En ce lendemain de premier tour, l’équipe de Jean-Michel Aulas donne rendez-vous aux journalistes devant une barre d’immeuble du 3e arrondissement pour une opération de tractage. Le candidat de 76 ans est rapidement salué par sympathisant, déçu des résultats : « On ne peut plus faire confiance aux sondages. Il faut tenir, Monsieur Aulas ! »

L’ancien président de l’Olympique lyonnais, qui a derrière lui la droite et le centre, a vécu une soirée électorale difficile, mais tente d’imposer un autre récit, en niant toute dégringolade. « C’est une plaisanterie ! Je suis parti de zéro, et je fais jeu égal avec quelqu’un qui a les clés de la ville depuis six ans. Je vous assure qu’on se reverra dimanche dans d’autres conditions », affirme-t-il, visiblement agacé. 

Fusion de liste Doucet – Belouassa-Cherifi : un « accord de la honte »

L’angle d’attaque du camp Aulas, en tout cas, ne fait aucun doute : l’alliance entre Grégory Doucet et Anaïs Belouassa-Cherifi, étiquetée La France insoumise.

Un « accord de la honte », selon ses mots : « Quand on sait que LFI s’attaque aux valeurs de la police en disant qu’elle est corrompue, quand on sait que M. Mélenchon vient à Lyon et fait des déclarations antisémites, je n’ai pas peur de parler de honte. »

Une fusion de listes qui a été officialisée lundi après-midi. « Ce qui unit la gauche lyonnaise est plus fort que ce qui la sépare », peut-on lire dans un communiqué de Grégory Doucet. Anaïs Belouassa-Cherifi ne cache pas sa satisfaction : « Ce que j’espère évidemment, c’est que le prochain maire de notre ville soit Grégory Doucet, et pas Jean-Michel Aulas, c’est pour ça que nous avons pris nos responsabilités.
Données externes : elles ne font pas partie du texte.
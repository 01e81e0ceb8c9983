//! SQLite schema definition

/// SQL schema for the metadata database
pub const SCHEMA_SQL: &str = r#"
-- Documents: uploaded files and their processing state
CREATE TABLE IF NOT EXISTS documents (
    id TEXT PRIMARY KEY,
    filename TEXT NOT NULL,
    storage_path TEXT NOT NULL,
    category TEXT NOT NULL,
    description TEXT,
    size_bytes INTEGER NOT NULL DEFAULT 0,
    status TEXT NOT NULL,
    error_note TEXT,
    processed INTEGER NOT NULL DEFAULT 0,
    processed_at TEXT,
    chunk_count INTEGER NOT NULL DEFAULT 0,
    uploaded_at TEXT NOT NULL,
    UNIQUE(filename, category)
);

-- Chunks: embedded text chunks derived from documents
CREATE TABLE IF NOT EXISTS chunks (
    id TEXT PRIMARY KEY,
    document_id TEXT NOT NULL REFERENCES documents(id),
    chunk_index INTEGER NOT NULL,
    content TEXT NOT NULL,
    point_id TEXT NOT NULL,
    token_count INTEGER NOT NULL DEFAULT 0,
    page_number INTEGER,
    chunk_hash TEXT NOT NULL,
    extraction_backend TEXT NOT NULL,
    created_at TEXT NOT NULL,
    UNIQUE(document_id, chunk_index)
);

-- Sessions: conversation identity; at most one active row per external id
CREATE TABLE IF NOT EXISTS sessions (
    id TEXT PRIMARY KEY,
    session_id TEXT NOT NULL,
    user_id TEXT NOT NULL,
    active INTEGER NOT NULL DEFAULT 1,
    created_at TEXT NOT NULL,
    updated_at TEXT NOT NULL
);

-- Messages: append-only conversation history
CREATE TABLE IF NOT EXISTS messages (
    id TEXT PRIMARY KEY,
    session_pk TEXT NOT NULL REFERENCES sessions(id),
    role TEXT NOT NULL,
    content TEXT NOT NULL,
    has_image INTEGER NOT NULL DEFAULT 0,
    image_ref TEXT,
    tokens_used INTEGER,
    created_at TEXT NOT NULL
);

-- Indexes for performance
CREATE INDEX IF NOT EXISTS idx_documents_category ON documents(category);
CREATE INDEX IF NOT EXISTS idx_chunks_document ON chunks(document_id);
CREATE INDEX IF NOT EXISTS idx_chunks_point ON chunks(point_id);
CREATE INDEX IF NOT EXISTS idx_sessions_session_id ON sessions(session_id);
CREATE INDEX IF NOT EXISTS idx_messages_session ON messages(session_pk);
"#;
Mais bien sur, nous resterons LFI, avec pour la première fois des élus d'arrondissements pour porter nos engagements ».

Cette union fait des heureux, évidemment, chez les militants insoumis, comme David : « J’espérais justement qu’il y ait ce rapide appel à l’union malgré la diabolisation de LFI ».  Elle est comprise par des militants de Grégory Doucet « Je veux qu’il soit élu ! », témoigne Laurence. Mais cette stratégie de fusion pourrait aussi faire perdre des voix à l’écologiste. Véronique, qui se dit de centre gauche, est allergique aux Insoumis : « Le deuxième tour, je vais être très emmerdé, je pense que je vais voter blanc. Je ne peux pas voter pour quelqu’un qui s’allie avec des gens que je considère comme extrémistes ». 

Il y a encore deux semaines, l’ancien président de l’OL pouvait facilement rêver d’un nouveau trophée pour compléter sa longue carrière. Depuis dimanche, et compte tenu de l’unité de la gauche, le match s’annonce compliqué.